An Application Specific Integrated Circuit (ASIC) hardware implementation provides more processing power and is more area efficient than a DSP solution. Thus, there is a need for an equalizer implemented in hardware that is power and area efficient. There is also a need for a scalable equalizer. However, ASIC technology does not provide a quick design implementation, and is limited in its ability to be changed to accommodate revisions to a design or specification.
Trellis searching architectures have been studied for GSM (Global System for Mobile Communications) systems using serial (centralized) and parallel (distributed) approaches, as evidenced by A. Lloyd, M. Reynolds and Y. Shah, “VLSI Architectures for Viterbi Decoding,” IEE Colloquium on VLSI Implementations for Second Generation Digital Cordless and Mobile Telecommunication Systems, 1990, pp. 6/1–6/7, hereafter referred to as Lloyd and incorporated by reference herein in its entirety. The scalability of a systolic approach, as discussed by P. Gulak and T. Kailath, “Locally Connected VLSI Architectures for the Viterbi Algorithm,” IEEE Journal on Selected Areas in Communications, Vol. 6, No. 3, April 1988, pp. 527–537, hereafter referred to as Gulak and incorporated by reference herein in its entirety, has lead to a single type of processing element (PE) which can be used as the basis for either a serial or parallel approach to Viterbi decoding.

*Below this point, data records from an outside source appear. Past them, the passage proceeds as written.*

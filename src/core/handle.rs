//! Typed handles to tasks scheduled on an `OperationQueue`.

use std::sync::{Arc, Mutex, MutexGuard};

use tokio_util::sync::CancellationToken;

use crate::core::task::TaskId;

/// A task's identity, its output slot and its cancellation token.
///
/// The queue writes the output once, when the body succeeds. Handles are
/// cheap to clone and may outlive the queue.
pub struct TaskHandle<T> {
    id: TaskId,
    output: Arc<Mutex<Option<T>>>,
    cancel: CancellationToken,
}

impl<T> TaskHandle<T> {
    pub(crate) fn new(id: TaskId, cancel: CancellationToken) -> Self {
        Self {
            id,
            output: Arc::new(Mutex::new(None)),
            cancel,
        }
    }

    pub fn id(&self) -> TaskId {
        self.id
    }

    /// Cancel this task only. Dependents are not cancelled; they see the
    /// cancellation through their preconditions.
    pub fn cancel(&self) {
        self.cancel.cancel();
    }

    pub fn is_cancelled(&self) -> bool {
        self.cancel.is_cancelled()
    }

    pub fn has_output(&self) -> bool {
        self.slot().is_some()
    }

    /// Remove the output, leaving the slot empty.
    pub fn take_output(&self) -> Option<T> {
        self.slot().take()
    }

    pub(crate) fn store(&self, value: T) {
        *self.slot() = Some(value);
    }

    fn slot(&self) -> MutexGuard<'_, Option<T>> {
        // A poisoned slot only means a body panicked mid-write elsewhere; the
        // Option inside is still coherent.
        self.output.lock().unwrap_or_else(|poisoned| poisoned.into_inner())
    }
}

impl<T: Clone> TaskHandle<T> {
    /// Copy of the output, if the task finished successfully.
    pub fn output(&self) -> Option<T> {
        self.slot().clone()
    }
}

impl<T> Clone for TaskHandle<T> {
    fn clone(&self) -> Self {
        Self {
            id: self.id,
            output: Arc::clone(&self.output),
            cancel: self.cancel.clone(),
        }
    }
}

impl<T> std::fmt::Debug for TaskHandle<T> {
    fn fmt(&self, f: &mut std::fmt::Formatter<'_>) -> std::fmt::Result {
        f.debug_struct("TaskHandle")
            .field("id", &self.id)
            .field("cancelled", &self.is_cancelled())
            .finish()
    }
}
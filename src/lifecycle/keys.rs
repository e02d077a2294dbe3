//! WireGuard device keys.

use base64::engine::general_purpose::STANDARD;
use base64::Engine;
use rand::RngCore;
use serde::{Deserialize, Serialize};

/// X25519 private key. `Debug` never prints the key material.
#[derive(Clone, PartialEq, Eq, Serialize, Deserialize)]
pub struct PrivateKey([u8; 32]);

#[derive(Clone, Copy, PartialEq, Eq, Hash, Serialize, Deserialize)]
pub struct PublicKey([u8; 32]);

impl PrivateKey {
    pub fn from_bytes(bytes: [u8; 32]) -> Self {
        Self(bytes)
    }

    pub fn public_key(&self) -> PublicKey {
        let secret = x25519_dalek::StaticSecret::from(self.0);
        PublicKey(*x25519_dalek::PublicKey::from(&secret).as_bytes())
    }

    pub fn as_bytes(&self) -> &[u8; 32] {
        &self.0
    }
}

impl std::fmt::Debug for PrivateKey {
    fn fmt(&self, f: &mut std::fmt::Formatter<'_>) -> std::fmt::Result {
        write!(f, "PrivateKey(<redacted>)")
    }
}

impl PublicKey {
    pub fn from_bytes(bytes: [u8; 32]) -> Self {
        Self(bytes)
    }

    pub fn as_bytes(&self) -> &[u8; 32] {
        &self.0
    }

    pub fn to_base64(&self) -> String {
        STANDARD.encode(self.0)
    }
}

impl std::fmt::Display for PublicKey {
    fn fmt(&self, f: &mut std::fmt::Formatter<'_>) -> std::fmt::Result {
        write!(f, "{}", self.to_base64())
    }
}

impl std::fmt::Debug for PublicKey {
    fn fmt(&self, f: &mut std::fmt::Formatter<'_>) -> std::fmt::Result {
        write!(f, "PublicKey({})", self.to_base64())
    }
}

/// Source of fresh device keys.
pub trait KeyGenerator: Send + Sync {
    fn generate(&self) -> PrivateKey;
}

/// Generates keys from the operating system RNG.
#[derive(Debug, Clone, Copy, Default)]
pub struct X25519KeyGenerator;

impl KeyGenerator for X25519KeyGenerator {
    fn generate(&self) -> PrivateKey {
        let mut bytes = [0u8; 32];
        rand::rngs::OsRng.fill_bytes(&mut bytes);
        PrivateKey::from_bytes(bytes)
    }
}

The PE is amenable to the pipelining of computational elements, see P. Pirsch, “Architectures for Digital Signal Processing,” John Wiley, New York, 1996, hereafter referred to as Pirsch and incorporated by reference herein in its entirety, which allows multiple operations to occur on each clock edge.
In Lloyd a locally connected array is shown (FIG. 3), and these authors state that their VLSI architecture is applicable to both Viterbi decoding and Viterbi equalization.
Also of interest is publication by Chakraborty, Mrityunjoy and Suraiya Pervin, “A systolic array realization of the adaptive decision feedback equalizer”, Signal Processing, Vol. 80 (2000), No.: 12, pp. 2633–2640.
A need exists, as yet unfulfilled prior to this invention, to provide a scalable channel equalizer that is constructed and operated as a parallel, systolic array of like processing elements that exhibits, among other features, reduced state sequence estimation, decision feedback and a global search function for metric normalization and soft value determination in a serial parallel processor structure.